__What is expected__
I would like you to print all the records below exactly as they are.

__Entries supplied__
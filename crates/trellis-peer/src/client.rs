//! The peer client: request dispatch, streaming collection, inbound
//! permission enforcement, and subscription bookkeeping.

use std::collections::HashMap;
use std::sync::Arc;
use std::time::Duration;

use async_trait::async_trait;
use parking_lot::Mutex;
use tracing::{debug, instrument, warn};

use trellis_model::{AuthCert, Cert};
use trellis_protocol::{
    decode_frame, encode_frame, FetchRequest, FetchResponse, GenericMessageRequest,
    GenericMessageResponse, PeerMessage, PeerProps, Permissions, ReadBlobRequest,
    ReadBlobResponse, Status, StoreRequest, StoreResponse, UnsubscribeRequest,
    UnsubscribeResponse, Version, WriteBlobRequest, WriteBlobResponse,
    SERIALIZE_FORMAT_BINCODE,
};

use crate::enforce::{enforce_fetch, enforce_simple, rewrite_source_key, Locality};
use crate::error::{CancelReason, PeerError, Result};
use crate::handle::{ResponseHandle, StreamPhase};
use crate::subs::{Subscription, Subscriptions};
use crate::transport::{Channel, ChannelEvent, MsgId};

/// Peer client configuration.
#[derive(Debug, Clone)]
pub struct PeerConf {
    /// Local protocol version.
    pub version: Version,
    /// Timeout awaiting the first reply of a request.
    pub request_timeout: Duration,
    /// Timeout between elements of a streamed reply.
    pub stream_timeout: Duration,
    /// Per-request cap on accumulated node + embed images; zero disables.
    pub max_accumulated: usize,
    /// Maximum tolerated clock skew in milliseconds; `None` disables.
    pub max_clock_skew: Option<u64>,
    /// Serialize formats the local side accepts.
    pub supported_formats: Vec<u16>,
    /// Locally declared region.
    pub region: Option<String>,
    /// Locally declared jurisdiction.
    pub jurisdiction: Option<String>,
}

impl Default for PeerConf {
    fn default() -> Self {
        Self {
            version: Version::new(0, 1, 0),
            request_timeout: Duration::from_secs(60),
            stream_timeout: Duration::from_secs(60),
            max_accumulated: 100_000,
            max_clock_skew: None,
            supported_formats: vec![SERIALIZE_FORMAT_BINCODE],
            region: None,
            jurisdiction: None,
        }
    }
}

__Answer space__
filename crates/trellis-peer/src/client.rs
//! The peer client: request dispatch, streaming collection, inbound
//! permission enforcement, and subscription bookkeeping.

use std::collections::HashMap;
use std::sync::Arc;
use std::time::Duration;

use async_trait::async_trait;
use parking_lot::Mutex;
use tracing::{debug, instrument, warn};

use trellis_model::{AuthCert, Cert};
use trellis_protocol::{
    decode_frame, encode_frame, FetchRequest, FetchResponse, GenericMessageRequest,
    GenericMessageResponse, PeerMessage, PeerProps, Permissions, ReadBlobRequest,
    ReadBlobResponse, Status, StoreRequest, StoreResponse, UnsubscribeRequest,
    UnsubscribeResponse, Version, WriteBlobRequest, WriteBlobResponse,
    SERIALIZE_FORMAT_BINCODE,
};

use crate::enforce::{enforce_fetch, enforce_simple, rewrite_source_key, Locality};
use crate::error::{CancelReason, PeerError, Result};
use crate::handle::{ResponseHandle, StreamPhase};
use crate::subs::{Subscription, Subscriptions};
use crate::transport::{Channel, ChannelEvent, MsgId};

/// Peer client configuration.
#[derive(Debug, Clone)]
pub struct PeerConf {
    /// Local protocol version.
    pub version: Version,
    /// Timeout awaiting the first reply of a request.
    pub request_timeout: Duration,
    /// Timeout between elements of a streamed reply.
    pub stream_timeout: Duration,
    /// Per-request cap on accumulated node + embed images; zero disables.
    pub max_accumulated: usize,
    /// Maximum tolerated clock skew in milliseconds; `None` disables.
    pub max_clock_skew: Option<u64>,
    /// Serialize formats the local side accepts.
    pub supported_formats: Vec<u16>,
    /// Locally declared region.
    pub region: Option<String>,
    /// Locally declared jurisdiction.
    pub jurisdiction: Option<String>,
}

impl Default for PeerConf {
    fn default() -> Self {
        Self {
            version: Version::new(0, 1, 0),
            request_timeout: Duration::from_secs(60),
            stream_timeout: Duration::from_secs(60),
            max_accumulated: 100_000,
            max_clock_skew: None,
            supported_formats: vec![SERIALIZE_FORMAT_BINCODE],
            region: None,
            jurisdiction: None,
        }
    }
}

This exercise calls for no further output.